Stored items –
== Segment start ==
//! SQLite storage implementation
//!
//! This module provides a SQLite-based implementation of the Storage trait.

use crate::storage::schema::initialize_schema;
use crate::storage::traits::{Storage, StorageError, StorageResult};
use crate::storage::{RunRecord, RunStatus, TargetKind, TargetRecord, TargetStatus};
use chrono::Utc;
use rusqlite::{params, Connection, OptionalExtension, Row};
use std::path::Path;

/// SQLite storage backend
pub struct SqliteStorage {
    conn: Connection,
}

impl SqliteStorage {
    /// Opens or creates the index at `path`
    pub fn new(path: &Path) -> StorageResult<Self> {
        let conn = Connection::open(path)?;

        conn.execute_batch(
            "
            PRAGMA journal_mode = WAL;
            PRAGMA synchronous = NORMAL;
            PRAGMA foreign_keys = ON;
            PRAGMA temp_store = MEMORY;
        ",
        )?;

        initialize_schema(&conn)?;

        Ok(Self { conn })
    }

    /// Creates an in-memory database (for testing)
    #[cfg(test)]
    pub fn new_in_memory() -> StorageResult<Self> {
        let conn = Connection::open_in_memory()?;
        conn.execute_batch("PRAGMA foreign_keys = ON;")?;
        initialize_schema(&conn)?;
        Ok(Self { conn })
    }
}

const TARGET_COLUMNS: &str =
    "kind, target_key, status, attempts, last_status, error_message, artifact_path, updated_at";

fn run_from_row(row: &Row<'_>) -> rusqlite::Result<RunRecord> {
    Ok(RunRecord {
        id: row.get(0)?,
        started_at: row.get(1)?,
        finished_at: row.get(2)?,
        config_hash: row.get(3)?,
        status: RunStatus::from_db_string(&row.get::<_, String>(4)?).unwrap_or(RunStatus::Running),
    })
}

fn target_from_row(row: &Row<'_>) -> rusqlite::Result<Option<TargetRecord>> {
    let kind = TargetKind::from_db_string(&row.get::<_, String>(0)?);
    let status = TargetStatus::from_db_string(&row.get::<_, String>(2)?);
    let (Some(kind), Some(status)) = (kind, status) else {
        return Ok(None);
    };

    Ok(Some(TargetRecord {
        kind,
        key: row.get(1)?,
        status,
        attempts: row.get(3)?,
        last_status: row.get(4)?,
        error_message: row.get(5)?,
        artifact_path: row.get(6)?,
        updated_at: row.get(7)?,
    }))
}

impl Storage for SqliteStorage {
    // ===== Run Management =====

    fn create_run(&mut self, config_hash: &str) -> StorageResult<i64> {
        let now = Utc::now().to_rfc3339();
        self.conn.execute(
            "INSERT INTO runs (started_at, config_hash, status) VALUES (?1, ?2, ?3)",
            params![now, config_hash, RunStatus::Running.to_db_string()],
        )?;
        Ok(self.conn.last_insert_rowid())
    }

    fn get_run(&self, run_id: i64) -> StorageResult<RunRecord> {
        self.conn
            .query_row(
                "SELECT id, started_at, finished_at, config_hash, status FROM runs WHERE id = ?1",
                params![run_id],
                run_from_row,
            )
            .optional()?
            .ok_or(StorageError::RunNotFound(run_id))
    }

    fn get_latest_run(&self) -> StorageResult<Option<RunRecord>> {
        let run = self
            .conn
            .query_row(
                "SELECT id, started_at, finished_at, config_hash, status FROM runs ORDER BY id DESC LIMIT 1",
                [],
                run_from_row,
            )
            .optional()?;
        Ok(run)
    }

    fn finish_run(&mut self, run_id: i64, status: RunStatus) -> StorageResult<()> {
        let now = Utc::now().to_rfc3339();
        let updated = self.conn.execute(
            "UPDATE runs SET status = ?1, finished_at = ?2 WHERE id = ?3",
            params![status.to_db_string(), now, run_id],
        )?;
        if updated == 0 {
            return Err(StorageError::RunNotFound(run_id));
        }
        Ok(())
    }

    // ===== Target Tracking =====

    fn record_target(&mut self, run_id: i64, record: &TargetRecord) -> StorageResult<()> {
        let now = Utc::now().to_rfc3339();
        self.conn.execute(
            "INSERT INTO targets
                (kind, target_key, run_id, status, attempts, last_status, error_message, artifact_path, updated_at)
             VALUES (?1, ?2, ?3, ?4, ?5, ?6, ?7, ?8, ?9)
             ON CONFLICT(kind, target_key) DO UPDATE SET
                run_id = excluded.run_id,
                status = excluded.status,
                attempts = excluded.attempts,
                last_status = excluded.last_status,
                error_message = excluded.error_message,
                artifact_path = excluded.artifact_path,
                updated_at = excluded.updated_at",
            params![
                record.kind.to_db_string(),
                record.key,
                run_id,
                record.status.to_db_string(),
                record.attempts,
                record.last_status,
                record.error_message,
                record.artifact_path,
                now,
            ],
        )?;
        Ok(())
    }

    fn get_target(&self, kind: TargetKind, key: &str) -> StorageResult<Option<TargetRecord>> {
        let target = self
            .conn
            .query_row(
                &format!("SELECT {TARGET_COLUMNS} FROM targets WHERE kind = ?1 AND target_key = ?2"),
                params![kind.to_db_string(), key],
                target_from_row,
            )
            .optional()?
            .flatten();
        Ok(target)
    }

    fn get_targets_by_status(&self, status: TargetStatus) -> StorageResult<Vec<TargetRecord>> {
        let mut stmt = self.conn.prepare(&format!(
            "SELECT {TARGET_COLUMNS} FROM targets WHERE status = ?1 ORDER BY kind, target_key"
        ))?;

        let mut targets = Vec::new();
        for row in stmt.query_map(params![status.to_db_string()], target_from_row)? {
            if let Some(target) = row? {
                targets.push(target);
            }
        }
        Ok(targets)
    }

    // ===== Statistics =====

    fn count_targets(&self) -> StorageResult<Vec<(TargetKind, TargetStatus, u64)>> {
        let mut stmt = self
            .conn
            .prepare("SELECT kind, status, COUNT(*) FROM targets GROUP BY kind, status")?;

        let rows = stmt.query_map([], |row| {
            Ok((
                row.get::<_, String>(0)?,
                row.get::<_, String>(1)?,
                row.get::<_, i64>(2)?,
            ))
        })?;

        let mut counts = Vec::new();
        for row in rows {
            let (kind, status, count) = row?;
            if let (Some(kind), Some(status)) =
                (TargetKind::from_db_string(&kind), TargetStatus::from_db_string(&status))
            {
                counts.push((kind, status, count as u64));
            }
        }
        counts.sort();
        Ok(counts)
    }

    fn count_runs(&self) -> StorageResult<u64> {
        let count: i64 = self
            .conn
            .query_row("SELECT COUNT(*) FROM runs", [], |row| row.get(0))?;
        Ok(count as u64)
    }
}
== Segment end ==
DESCRIPTION OF THE TASK – Please find all lines of the entries that hold the string "rusqlite" and copy them.

WRITTEN ANSWER –
use rusqlite::{params, Connection, OptionalExtension, Row};
fn run_from_row(row: &Row<'_>) -> rusqlite::Result<RunRecord> {
fn target_from_row(row: &Row<'_>) -> rusqlite::Result<Option<TargetRecord>> {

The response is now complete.